- [About this task]
Determine how many lines in the listing below contain the word "header", then state that number by itself.

^^^^^^^^^^^^^^^^

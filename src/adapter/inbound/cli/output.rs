//! Terminal output for CLI handlers.
//!
//! Human-readable output uses colored symbols; `--json` switches every line
//! to a `{"type", "payload"}` object for scripting, and `--quiet` drops
//! everything but warnings and errors.

use std::fmt::Display;
use std::sync::{OnceLock, RwLock};

use owo_colors::OwoColorize;
use serde_json::json;

/// Runtime output configuration shared by CLI handlers.
#[derive(Debug, Clone, Copy, Default)]
pub struct OutputConfig {
    /// Emit machine-readable JSON output instead of human-readable text.
    pub json: bool,
    /// Suppress non-essential output.
    pub quiet: bool,
}

impl OutputConfig {
    #[must_use]
    pub const fn new(json: bool, quiet: bool) -> Self {
        Self { json, quiet }
    }
}

static OUTPUT_CONFIG: OnceLock<RwLock<OutputConfig>> = OnceLock::new();

fn config_cell() -> &'static RwLock<OutputConfig> {
    OUTPUT_CONFIG.get_or_init(|| RwLock::new(OutputConfig::default()))
}

fn read_config() -> OutputConfig {
    match config_cell().read() {
        Ok(config) => *config,
        Err(poisoned) => *poisoned.into_inner(),
    }
}

fn write_config(config: OutputConfig) {
    match config_cell().write() {
        Ok(mut current) => *current = config,
        Err(poisoned) => *poisoned.into_inner() = config,
    }
}

fn regular_output_suppressed(config: OutputConfig) -> bool {
    !config.json && config.quiet
}

fn emit_json_line(kind: &str, payload: serde_json::Value) {
    println!(
        "{}",
        json!({
            "type": kind,
            "payload": payload,
        })
    );
}

/// Apply output settings from global CLI flags.
pub fn configure(config: OutputConfig) {
    write_config(config);
}

#[must_use]
pub fn is_json() -> bool {
    read_config().json
}

#[must_use]
pub fn is_quiet() -> bool {
    read_config().quiet
}

/// Print the application header with name and version.
pub fn header(version: &str) {
    let config = read_config();
    if config.json {
        emit_json_line(
            "header",
            json!({
                "app": "perp-liquidator",
                "version": version,
            }),
        );
        return;
    }
    if regular_output_suppressed(config) {
        return;
    }

    println!("{} {}", "perp-liquidator".bold(), version.dimmed());
    println!();
}

/// Print a labeled value.
pub fn field(label: &str, value: impl Display) {
    let config = read_config();
    let value = value.to_string();

    if config.json {
        emit_json_line(
            "field",
            json!({
                "label": label,
                "value": value,
            }),
        );
        return;
    }
    if regular_output_suppressed(config) {
        return;
    }

    println!("  {:<14} {}", label.dimmed(), value);
}

pub fn success(message: &str) {
    let config = read_config();

    if config.json {
        emit_json_line("success", json!({ "message": message }));
        return;
    }
    if regular_output_suppressed(config) {
        return;
    }

    println!("  {} {}", "✓".green(), message);
}

pub fn warning(message: &str) {
    if read_config().json {
        emit_json_line("warning", json!({ "message": message }));
        return;
    }

    println!("  {} {}", "⚠".yellow(), message);
}

/// Print an error to stderr.
pub fn error(message: &str) {
    if read_config().json {
        eprintln!(
            "{}",
            json!({
                "type": "error",
                "payload": { "message": message },
            })
        );
        return;
    }

    eprintln!("  {} {}", "×".red(), message);
}

pub fn section(title: &str) {
    let config = read_config();

    if config.json {
        emit_json_line("section", json!({ "title": title }));
        return;
    }
    if regular_output_suppressed(config) {
        return;
    }

    println!();
    println!("{}", title.bold());
}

^^^^^^^^^^^^^^^^

- [Result below]
3